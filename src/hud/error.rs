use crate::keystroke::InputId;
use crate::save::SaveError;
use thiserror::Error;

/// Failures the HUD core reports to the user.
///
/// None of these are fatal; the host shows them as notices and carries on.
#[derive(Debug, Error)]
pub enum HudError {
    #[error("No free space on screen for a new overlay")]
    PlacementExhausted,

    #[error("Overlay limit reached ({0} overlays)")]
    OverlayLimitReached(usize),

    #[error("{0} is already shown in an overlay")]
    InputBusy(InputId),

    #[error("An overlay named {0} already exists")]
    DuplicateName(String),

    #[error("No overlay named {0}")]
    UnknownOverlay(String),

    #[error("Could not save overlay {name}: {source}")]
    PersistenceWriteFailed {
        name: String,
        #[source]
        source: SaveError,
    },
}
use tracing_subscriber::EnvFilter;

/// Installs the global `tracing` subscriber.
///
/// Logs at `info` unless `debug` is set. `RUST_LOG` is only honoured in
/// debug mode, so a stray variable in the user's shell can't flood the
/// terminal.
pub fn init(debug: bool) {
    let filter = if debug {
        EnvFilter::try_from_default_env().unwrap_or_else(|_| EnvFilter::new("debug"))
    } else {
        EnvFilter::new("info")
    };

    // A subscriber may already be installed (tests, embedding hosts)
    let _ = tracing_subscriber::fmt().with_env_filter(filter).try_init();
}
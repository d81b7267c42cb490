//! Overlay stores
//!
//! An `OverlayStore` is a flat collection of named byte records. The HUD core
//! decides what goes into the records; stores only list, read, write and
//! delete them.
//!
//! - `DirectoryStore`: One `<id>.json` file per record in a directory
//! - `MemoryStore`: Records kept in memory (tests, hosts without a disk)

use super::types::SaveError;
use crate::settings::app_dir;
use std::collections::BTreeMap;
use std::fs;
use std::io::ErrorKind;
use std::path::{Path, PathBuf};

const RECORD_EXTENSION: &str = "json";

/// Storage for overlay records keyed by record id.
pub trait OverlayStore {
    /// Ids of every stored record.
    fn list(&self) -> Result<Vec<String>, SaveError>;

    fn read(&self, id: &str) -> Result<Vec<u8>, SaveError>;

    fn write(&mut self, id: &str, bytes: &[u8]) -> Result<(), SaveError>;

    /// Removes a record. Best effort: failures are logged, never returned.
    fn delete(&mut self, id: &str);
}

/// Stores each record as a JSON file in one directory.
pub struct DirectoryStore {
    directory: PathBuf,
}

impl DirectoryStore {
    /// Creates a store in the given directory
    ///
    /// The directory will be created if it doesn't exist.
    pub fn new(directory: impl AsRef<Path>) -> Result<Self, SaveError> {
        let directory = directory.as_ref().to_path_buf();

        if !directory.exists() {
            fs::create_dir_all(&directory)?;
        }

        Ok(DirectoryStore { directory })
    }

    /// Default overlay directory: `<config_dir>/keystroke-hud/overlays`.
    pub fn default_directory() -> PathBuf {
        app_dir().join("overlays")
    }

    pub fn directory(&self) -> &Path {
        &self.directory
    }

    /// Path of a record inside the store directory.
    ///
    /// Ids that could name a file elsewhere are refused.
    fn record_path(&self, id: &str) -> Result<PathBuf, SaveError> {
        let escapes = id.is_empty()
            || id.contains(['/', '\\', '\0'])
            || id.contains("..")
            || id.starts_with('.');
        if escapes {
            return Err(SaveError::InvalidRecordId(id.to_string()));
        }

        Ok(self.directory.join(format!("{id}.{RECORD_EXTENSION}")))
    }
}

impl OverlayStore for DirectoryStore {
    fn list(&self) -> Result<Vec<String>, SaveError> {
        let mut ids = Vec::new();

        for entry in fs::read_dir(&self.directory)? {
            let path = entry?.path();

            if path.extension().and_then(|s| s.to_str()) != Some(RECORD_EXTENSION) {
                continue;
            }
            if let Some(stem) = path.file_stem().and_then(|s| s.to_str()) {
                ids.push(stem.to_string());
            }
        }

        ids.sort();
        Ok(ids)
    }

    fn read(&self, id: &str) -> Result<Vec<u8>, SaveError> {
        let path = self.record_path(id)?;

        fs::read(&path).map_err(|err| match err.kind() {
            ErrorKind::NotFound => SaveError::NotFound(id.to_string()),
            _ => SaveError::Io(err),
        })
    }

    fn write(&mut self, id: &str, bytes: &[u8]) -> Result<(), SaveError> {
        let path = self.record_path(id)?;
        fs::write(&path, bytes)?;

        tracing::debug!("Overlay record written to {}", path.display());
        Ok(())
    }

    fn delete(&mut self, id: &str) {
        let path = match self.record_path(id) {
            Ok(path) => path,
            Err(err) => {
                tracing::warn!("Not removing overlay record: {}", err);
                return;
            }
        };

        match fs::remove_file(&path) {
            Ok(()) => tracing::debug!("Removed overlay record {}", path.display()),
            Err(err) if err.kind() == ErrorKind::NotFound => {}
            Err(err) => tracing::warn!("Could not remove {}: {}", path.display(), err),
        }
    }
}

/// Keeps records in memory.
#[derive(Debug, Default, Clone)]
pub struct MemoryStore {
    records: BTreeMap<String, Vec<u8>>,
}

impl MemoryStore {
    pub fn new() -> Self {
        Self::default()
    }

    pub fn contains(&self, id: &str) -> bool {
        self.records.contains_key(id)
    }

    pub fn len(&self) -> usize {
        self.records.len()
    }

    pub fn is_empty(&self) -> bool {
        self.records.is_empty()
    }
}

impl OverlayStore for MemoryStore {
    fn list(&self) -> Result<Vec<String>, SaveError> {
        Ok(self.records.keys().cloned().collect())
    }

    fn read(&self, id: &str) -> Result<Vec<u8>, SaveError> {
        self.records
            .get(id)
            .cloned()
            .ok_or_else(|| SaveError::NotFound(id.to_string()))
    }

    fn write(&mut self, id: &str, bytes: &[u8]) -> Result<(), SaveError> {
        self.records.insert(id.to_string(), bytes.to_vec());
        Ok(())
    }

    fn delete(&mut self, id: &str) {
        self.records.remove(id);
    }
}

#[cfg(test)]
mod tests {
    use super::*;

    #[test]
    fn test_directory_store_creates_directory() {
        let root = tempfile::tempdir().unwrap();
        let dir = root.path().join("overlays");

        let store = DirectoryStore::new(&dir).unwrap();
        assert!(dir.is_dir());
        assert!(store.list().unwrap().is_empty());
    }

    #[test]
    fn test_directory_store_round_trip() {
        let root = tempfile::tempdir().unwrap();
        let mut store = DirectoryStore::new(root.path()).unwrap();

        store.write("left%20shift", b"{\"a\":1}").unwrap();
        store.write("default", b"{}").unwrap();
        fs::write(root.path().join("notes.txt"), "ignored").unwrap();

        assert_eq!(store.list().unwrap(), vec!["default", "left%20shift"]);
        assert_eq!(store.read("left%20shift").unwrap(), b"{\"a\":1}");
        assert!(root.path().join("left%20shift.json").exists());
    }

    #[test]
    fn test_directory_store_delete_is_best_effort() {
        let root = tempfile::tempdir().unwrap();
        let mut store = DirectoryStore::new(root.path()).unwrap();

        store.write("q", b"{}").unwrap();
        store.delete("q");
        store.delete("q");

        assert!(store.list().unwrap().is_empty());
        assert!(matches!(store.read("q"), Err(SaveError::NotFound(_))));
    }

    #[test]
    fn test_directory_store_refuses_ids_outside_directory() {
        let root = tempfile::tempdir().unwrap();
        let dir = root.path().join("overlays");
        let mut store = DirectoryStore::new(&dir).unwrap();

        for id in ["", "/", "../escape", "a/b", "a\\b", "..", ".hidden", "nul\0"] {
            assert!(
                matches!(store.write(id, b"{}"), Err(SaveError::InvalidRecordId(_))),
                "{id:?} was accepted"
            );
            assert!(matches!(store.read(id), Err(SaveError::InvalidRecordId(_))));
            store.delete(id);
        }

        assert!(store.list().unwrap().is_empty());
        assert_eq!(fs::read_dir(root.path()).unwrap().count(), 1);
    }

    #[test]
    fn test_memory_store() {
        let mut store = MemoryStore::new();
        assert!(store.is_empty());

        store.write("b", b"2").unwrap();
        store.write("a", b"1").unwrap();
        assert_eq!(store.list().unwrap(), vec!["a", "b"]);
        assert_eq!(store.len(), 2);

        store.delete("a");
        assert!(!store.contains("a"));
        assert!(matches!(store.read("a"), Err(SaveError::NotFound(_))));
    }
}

• • • • • • •

For the listing above, state the number of lines that contain the word "InputId" and nothing more.

2